Work task: An exact copy of all the entries is what is needed here.

(Material to process Opens)

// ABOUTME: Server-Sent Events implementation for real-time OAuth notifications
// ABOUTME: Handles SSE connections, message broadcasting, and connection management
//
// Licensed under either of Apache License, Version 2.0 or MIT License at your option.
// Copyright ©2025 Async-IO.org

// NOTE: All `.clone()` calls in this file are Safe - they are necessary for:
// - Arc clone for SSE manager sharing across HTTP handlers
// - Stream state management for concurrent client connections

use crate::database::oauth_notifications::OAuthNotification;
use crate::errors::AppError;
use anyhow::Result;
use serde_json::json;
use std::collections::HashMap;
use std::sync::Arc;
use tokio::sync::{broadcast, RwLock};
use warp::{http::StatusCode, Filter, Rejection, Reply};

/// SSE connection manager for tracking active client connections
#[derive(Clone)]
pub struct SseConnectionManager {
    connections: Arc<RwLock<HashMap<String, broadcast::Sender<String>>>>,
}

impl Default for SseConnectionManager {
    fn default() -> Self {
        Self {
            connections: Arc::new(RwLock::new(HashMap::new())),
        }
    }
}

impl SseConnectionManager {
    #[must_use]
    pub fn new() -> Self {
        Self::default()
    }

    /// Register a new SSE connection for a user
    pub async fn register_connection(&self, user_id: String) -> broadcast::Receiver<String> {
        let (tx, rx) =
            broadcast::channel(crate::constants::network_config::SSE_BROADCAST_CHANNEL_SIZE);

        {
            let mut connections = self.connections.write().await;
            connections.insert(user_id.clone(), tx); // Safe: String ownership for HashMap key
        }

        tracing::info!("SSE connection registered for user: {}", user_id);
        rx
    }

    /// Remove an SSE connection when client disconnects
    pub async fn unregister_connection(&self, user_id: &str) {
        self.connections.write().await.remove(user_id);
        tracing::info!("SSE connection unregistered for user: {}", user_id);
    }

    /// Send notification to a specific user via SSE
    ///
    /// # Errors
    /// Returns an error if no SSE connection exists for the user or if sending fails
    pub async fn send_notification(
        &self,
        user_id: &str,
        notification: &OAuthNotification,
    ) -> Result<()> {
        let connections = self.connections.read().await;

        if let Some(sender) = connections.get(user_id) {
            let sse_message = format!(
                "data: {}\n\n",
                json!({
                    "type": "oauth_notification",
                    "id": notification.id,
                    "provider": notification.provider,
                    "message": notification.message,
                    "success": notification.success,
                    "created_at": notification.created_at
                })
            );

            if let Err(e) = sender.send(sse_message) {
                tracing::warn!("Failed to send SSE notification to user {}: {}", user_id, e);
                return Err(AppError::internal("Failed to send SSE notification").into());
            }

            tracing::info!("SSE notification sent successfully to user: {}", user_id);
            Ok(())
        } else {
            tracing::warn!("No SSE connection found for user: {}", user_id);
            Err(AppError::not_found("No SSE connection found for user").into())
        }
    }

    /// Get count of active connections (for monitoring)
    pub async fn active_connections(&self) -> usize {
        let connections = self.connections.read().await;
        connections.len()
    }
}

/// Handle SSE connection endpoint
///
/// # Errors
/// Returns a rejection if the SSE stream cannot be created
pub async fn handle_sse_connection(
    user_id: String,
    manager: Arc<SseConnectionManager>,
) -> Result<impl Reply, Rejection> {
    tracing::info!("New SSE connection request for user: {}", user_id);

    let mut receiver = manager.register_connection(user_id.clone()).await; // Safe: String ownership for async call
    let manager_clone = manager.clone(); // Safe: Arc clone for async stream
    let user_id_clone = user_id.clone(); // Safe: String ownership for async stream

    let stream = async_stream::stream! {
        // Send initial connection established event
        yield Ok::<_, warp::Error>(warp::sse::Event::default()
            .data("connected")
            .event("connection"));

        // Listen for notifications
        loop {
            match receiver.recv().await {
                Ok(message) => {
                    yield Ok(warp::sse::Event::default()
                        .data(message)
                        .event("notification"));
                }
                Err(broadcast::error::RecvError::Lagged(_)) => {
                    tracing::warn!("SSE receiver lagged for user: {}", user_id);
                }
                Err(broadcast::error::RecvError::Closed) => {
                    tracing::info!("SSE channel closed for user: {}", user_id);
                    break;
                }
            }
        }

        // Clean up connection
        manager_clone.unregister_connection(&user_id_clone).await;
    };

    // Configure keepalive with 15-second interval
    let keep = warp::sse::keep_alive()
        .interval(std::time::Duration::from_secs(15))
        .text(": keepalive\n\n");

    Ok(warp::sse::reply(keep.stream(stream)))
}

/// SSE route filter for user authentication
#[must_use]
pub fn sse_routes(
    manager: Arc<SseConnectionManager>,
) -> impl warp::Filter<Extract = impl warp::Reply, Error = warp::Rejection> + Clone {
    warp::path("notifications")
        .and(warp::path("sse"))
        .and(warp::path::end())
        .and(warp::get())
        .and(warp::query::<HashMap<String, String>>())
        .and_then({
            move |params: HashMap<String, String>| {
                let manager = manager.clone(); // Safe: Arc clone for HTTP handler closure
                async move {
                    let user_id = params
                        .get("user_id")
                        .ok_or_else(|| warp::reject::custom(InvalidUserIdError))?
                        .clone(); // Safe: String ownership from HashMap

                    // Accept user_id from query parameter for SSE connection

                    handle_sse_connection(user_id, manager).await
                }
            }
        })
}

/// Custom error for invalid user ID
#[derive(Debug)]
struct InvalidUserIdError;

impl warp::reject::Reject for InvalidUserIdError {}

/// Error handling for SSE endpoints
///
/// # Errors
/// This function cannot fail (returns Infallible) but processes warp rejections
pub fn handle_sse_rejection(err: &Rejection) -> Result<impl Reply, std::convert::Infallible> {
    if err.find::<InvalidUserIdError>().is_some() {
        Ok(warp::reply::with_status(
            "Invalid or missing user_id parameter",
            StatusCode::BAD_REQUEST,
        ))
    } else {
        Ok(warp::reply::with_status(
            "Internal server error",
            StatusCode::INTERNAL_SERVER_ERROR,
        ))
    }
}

(Material to process Closes)

Exercise answer:
// ABOUTME: Server-Sent Events implementation for real-time OAuth notifications
// ABOUTME: Handles SSE connections, message broadcasting, and connection management
//
// Licensed under either of Apache License, Version 2.0 or MIT License at your option.
// Copyright ©2025 Async-IO.org

// NOTE: All `.clone()` calls in this file are Safe - they are necessary for:
// - Arc clone for SSE manager sharing across HTTP handlers
// - Stream state management for concurrent client connections

use crate::database::oauth_notifications::OAuthNotification;
use crate::errors::AppError;
use anyhow::Result;
use serde_json::json;
use std::collections::HashMap;
use std::sync::Arc;
use tokio::sync::{broadcast, RwLock};
use warp::{http::StatusCode, Filter, Rejection, Reply};

/// SSE connection manager for tracking active client connections
#[derive(Clone)]
pub struct SseConnectionManager {
    connections: Arc<RwLock<HashMap<String, broadcast::Sender<String>>>>,
}

impl Default for SseConnectionManager {
    fn default() -> Self {
        Self {
            connections: Arc::new(RwLock::new(HashMap::new())),
        }
    }
}

impl SseConnectionManager {
    #[must_use]
    pub fn new() -> Self {
        Self::default()
    }

    /// Register a new SSE connection for a user
    pub async fn register_connection(&self, user_id: String) -> broadcast::Receiver<String> {
        let (tx, rx) =
            broadcast::channel(crate::constants::network_config::SSE_BROADCAST_CHANNEL_SIZE);

        {
            let mut connections = self.connections.write().await;
            connections.insert(user_id.clone(), tx); // Safe: String ownership for HashMap key
        }

        tracing::info!("SSE connection registered for user: {}", user_id);
        rx
    }

    /// Remove an SSE connection when client disconnects
    pub async fn unregister_connection(&self, user_id: &str) {
        self.connections.write().await.remove(user_id);
        tracing::info!("SSE connection unregistered for user: {}", user_id);
    }

    /// Send notification to a specific user via SSE
    ///
    /// # Errors
    /// Returns an error if no SSE connection exists for the user or if sending fails
    pub async fn send_notification(
        &self,
        user_id: &str,
        notification: &OAuthNotification,
    ) -> Result<()> {
        let connections = self.connections.read().await;

        if let Some(sender) = connections.get(user_id) {
            let sse_message = format!(
                "data: {}\n\n",
                json!({
                    "type": "oauth_notification",
                    "id": notification.id,
                    "provider": notification.provider,
                    "message": notification.message,
                    "success": notification.success,
                    "created_at": notification.created_at
                })
            );

            if let Err(e) = sender.send(sse_message) {
                tracing::warn!("Failed to send SSE notification to user {}: {}", user_id, e);
                return Err(AppError::internal("Failed to send SSE notification").into());
            }

            tracing::info!("SSE notification sent successfully to user: {}", user_id);
            Ok(())
        } else {
            tracing::warn!("No SSE connection found for user: {}", user_id);
            Err(AppError::not_found("No SSE connection found for user").into())
        }
    }

    /// Get count of active connections (for monitoring)
    pub async fn active_connections(&self) -> usize {
        let connections = self.connections.read().await;
        connections.len()
    }
}

/// Handle SSE connection endpoint
///
/// # Errors
/// Returns a rejection if the SSE stream cannot be created
pub async fn handle_sse_connection(
    user_id: String,
    manager: Arc<SseConnectionManager>,
) -> Result<impl Reply, Rejection> {
    tracing::info!("New SSE connection request for user: {}", user_id);

    let mut receiver = manager.register_connection(user_id.clone()).await; // Safe: String ownership for async call
    let manager_clone = manager.clone(); // Safe: Arc clone for async stream
    let user_id_clone = user_id.clone(); // Safe: String ownership for async stream

    let stream = async_stream::stream! {
        // Send initial connection established event
        yield Ok::<_, warp::Error>(warp::sse::Event::default()
            .data("connected")
            .event("connection"));

        // Listen for notifications
        loop {
            match receiver.recv().await {
                Ok(message) => {
                    yield Ok(warp::sse::Event::default()
                        .data(message)
                        .event("notification"));
                }
                Err(broadcast::error::RecvError::Lagged(_)) => {
                    tracing::warn!("SSE receiver lagged for user: {}", user_id);
                }
                Err(broadcast::error::RecvError::Closed) => {
                    tracing::info!("SSE channel closed for user: {}", user_id);
                    break;
                }
            }
        }

        // Clean up connection
        manager_clone.unregister_connection(&user_id_clone).await;
    };

    // Configure keepalive with 15-second interval
    let keep = warp::sse::keep_alive()
        .interval(std::time::Duration::from_secs(15))
        .text(": keepalive\n\n");

    Ok(warp::sse::reply(keep.stream(stream)))
}

/// SSE route filter for user authentication
#[must_use]
pub fn sse_routes(
    manager: Arc<SseConnectionManager>,
) -> impl warp::Filter<Extract = impl warp::Reply, Error = warp::Rejection> + Clone {
    warp::path("notifications")
        .and(warp::path("sse"))
        .and(warp::path::end())
        .and(warp::get())
        .and(warp::query::<HashMap<String, String>>())
        .and_then({
            move |params: HashMap<String, String>| {
                let manager = manager.clone(); // Safe: Arc clone for HTTP handler closure
                async move {
                    let user_id = params
                        .get("user_id")
                        .ok_or_else(|| warp::reject::custom(InvalidUserIdError))?
                        .clone(); // Safe: String ownership from HashMap

                    // Accept user_id from query parameter for SSE connection

                    handle_sse_connection(user_id, manager).await
                }
            }
        })
}

/// Custom error for invalid user ID
#[derive(Debug)]
struct InvalidUserIdError;

impl warp::reject::Reject for InvalidUserIdError {}

/// Error handling for SSE endpoints
///
/// # Errors
/// This function cannot fail (returns Infallible) but processes warp rejections
pub fn handle_sse_rejection(err: &Rejection) -> Result<impl Reply, std::convert::Infallible> {
    if err.find::<InvalidUserIdError>().is_some() {
        Ok(warp::reply::with_status(
            "Invalid or missing user_id parameter",
            StatusCode::BAD_REQUEST,
        ))
    } else {
        Ok(warp::reply::with_status(
            "Internal server error",
            StatusCode::INTERNAL_SERVER_ERROR,
        ))
    }
}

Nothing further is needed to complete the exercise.